“Go ahead. Hit me,” I dared him, and he did.
Like I expected.
The first punch sent my head flying to the left, but I refused to make a sound. My father’s violence was no stranger to me.
“You no good son of a whore!” he snarled, his face way too close to mine.
The old man’s rank breath was far worse a hit than his puny fists could deliver. I narrowed my eyes, bracing myself for the next blow.
He continued to rage, and when he lifted his hand to strike again, I knew I wasn’t going to let him get away with it.
I caught his fist, twisting his arm, and I pushed the piece of shit away from me.
“You can’t do that! I’m your father! I gave you everything! You and that bitch whore of a mother have nothing without me! She did this, didn’t she? She told those bastards where to find me,” he growled and stepped towards her again.
My mother whimpered and held my sister tight.
“No! Stop,” she pleaded.
But she didn’t have to worry. I would never allow him to get near her again.
I jumped in front of him and shook my head.
“Tell me where the cash is. There’s a boat. I’ll just leave, and you’ll never see me again,” he demanded.
I clenched my jaw. The man was still my father, but he was a liar and a prick. I’d watched him try to destroy my mother and sister with his violence and hate, and I would not allow it another moment.

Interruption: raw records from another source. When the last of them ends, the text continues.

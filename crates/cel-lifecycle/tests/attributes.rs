//! attributeChanged dispatch tests

mod common;

use cel_lifecycle::{DefinitionConfig, PropConfig};
use common::{describe_change, logging_definition, setup, CallLog};

// ============================================================================
// DISPATCH
// ============================================================================

#[test]
fn test_set_update_remove_chain() {
    let (mut doc, engine) = setup();
    let log = CallLog::new();
    let handle = engine
        .register(&mut doc, "x-a", logging_definition(&log).observed_attributes(["name"]))
        .unwrap();
    let el = handle.create(&mut doc).unwrap();
    log.clear();

    doc.set_attribute(el, "name", "created").unwrap();
    doc.set_attribute(el, "name", "updated").unwrap();
    doc.remove_attribute(el, "name").unwrap();

    assert_eq!(
        log.entries(),
        [
            "attributeChanged name null created",
            "attributeChanged name created updated",
            "attributeChanged name updated null",
        ]
    );
}

#[test]
fn test_unobserved_attributes_are_ignored() {
    let (mut doc, engine) = setup();
    let log = CallLog::new();
    let handle = engine
        .register(&mut doc, "x-a", logging_definition(&log).observed_attributes(["name"]))
        .unwrap();
    let el = handle.create(&mut doc).unwrap();
    log.clear();

    doc.set_attribute(el, "title", "hello").unwrap();
    doc.remove_attribute(el, "title").unwrap();
    assert!(log.entries().is_empty());
}

#[test]
fn test_dispatch_is_synchronous_for_connected_elements() {
    let (mut doc, engine) = setup();
    let log = CallLog::new();
    let handle = engine
        .register(&mut doc, "x-a", logging_definition(&log).observed_attributes(["open"]))
        .unwrap();
    let el = handle.create(&mut doc).unwrap();
    let body = doc.body();
    doc.append_child(body, el).unwrap();
    doc.perform_microtask_checkpoint().unwrap();
    log.clear();

    doc.set_attribute(el, "open", "").unwrap();
    assert_eq!(log.entries(), ["attributeChanged open null "]);
}

// ============================================================================
// INITIALIZATION
// ============================================================================

#[test]
fn test_existing_attributes_replayed_during_init() {
    let (mut doc, engine) = setup();
    let log = CallLog::new();
    engine
        .register(&mut doc, "x-a", logging_definition(&log).observed_attributes(["name"]))
        .unwrap();

    let el = doc.create_element("x-a");
    doc.set_attribute(el, "name", "initial").unwrap();
    doc.set_attribute(el, "title", "not observed").unwrap();
    let body = doc.body();
    doc.append_child(body, el).unwrap();
    doc.perform_microtask_checkpoint().unwrap();

    assert_eq!(
        log.entries(),
        [
            "created",
            "render",
            "attributeChanged name null initial",
            "ready",
            "attached"
        ]
    );
}

#[test]
fn test_own_hooks_do_not_trigger_attribute_changed() {
    let (mut doc, engine) = setup();
    let log = CallLog::new();
    let entry = log.clone();
    let config = DefinitionConfig::new()
        .observed_attributes(["name"])
        .created(|doc, id| {
            doc.set_attribute(id, "name", "from-created")?;
            Ok(())
        })
        .render(|doc, id| {
            doc.set_attribute(id, "name", "from-render")?;
            Ok(())
        })
        .ready(|doc, id| {
            doc.set_attribute(id, "name", "from-ready")?;
            Ok(())
        })
        .attribute_changed(move |_, _, change| {
            entry.push(describe_change(change));
            Ok(())
        });
    let handle = engine.register(&mut doc, "x-a", config).unwrap();

    let el = handle.create(&mut doc).unwrap();
    // Only the replay of what render left behind
    assert_eq!(log.entries(), ["attributeChanged name null from-render"]);

    doc.set_attribute(el, "name", "later").unwrap();
    assert_eq!(
        log.entries(),
        [
            "attributeChanged name null from-render",
            "attributeChanged name from-ready later"
        ]
    );
}

#[test]
fn test_uninitialized_elements_are_not_dispatched() {
    let (mut doc, engine) = setup();
    let log = CallLog::new();
    engine
        .register(&mut doc, "x-a", logging_definition(&log).observed_attributes(["name"]))
        .unwrap();

    // Detached and never initialized
    let el = doc.create_element("x-a");
    doc.set_attribute(el, "name", "value").unwrap();
    assert!(log.entries().is_empty());
}

// ============================================================================
// LINKED PROPS
// ============================================================================

#[test]
fn test_linked_props_are_observed_once() {
    let (mut doc, engine) = setup();
    let log = CallLog::new();
    let config = logging_definition(&log)
        .observed_attributes(["test-prop"])
        .prop("testProp", PropConfig { attribute: true })
        .prop("plainProp", PropConfig::default());
    let handle = engine.register(&mut doc, "x-a", config).unwrap();
    assert_eq!(handle.definition().observed_attributes(), ["test-prop"]);

    let el = handle.create(&mut doc).unwrap();
    log.clear();
    doc.set_attribute(el, "test-prop", "1").unwrap();
    doc.set_attribute(el, "plain-prop", "1").unwrap();
    assert_eq!(log.entries(), ["attributeChanged test-prop null 1"]);
}

#[test]
fn test_prop_without_observed_attributes() {
    let (mut doc, engine) = setup();
    let log = CallLog::new();
    let config = logging_definition(&log).prop("ariaLabel", PropConfig { attribute: true });
    let handle = engine.register(&mut doc, "x-a", config).unwrap();

    let el = handle.create(&mut doc).unwrap();
    log.clear();
    doc.set_attribute(el, "aria-label", "close").unwrap();
    assert_eq!(log.entries(), ["attributeChanged aria-label null close"]);
}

He started pulling out drawers and cursing, but he wouldn’t find a thing.
My old man’s world was falling down around his ears, and he still didn’t understand.
Ever since he tried to double cross the Vipers with old man O’Doyle, making a deal to try to cut the powerful Jersey City based gang out, my old man had signed his own death certificate.
My ancestors had come to this country in the 1850s and worked damn hard to make something of themselves.
Back then, people weren’t very kind to the wave of Irish that came over in hordes, seeking sanctuary from the famine and political unrest back home.
So, my people did what countless others had done when struck with no way to make ends meet in the land of promise.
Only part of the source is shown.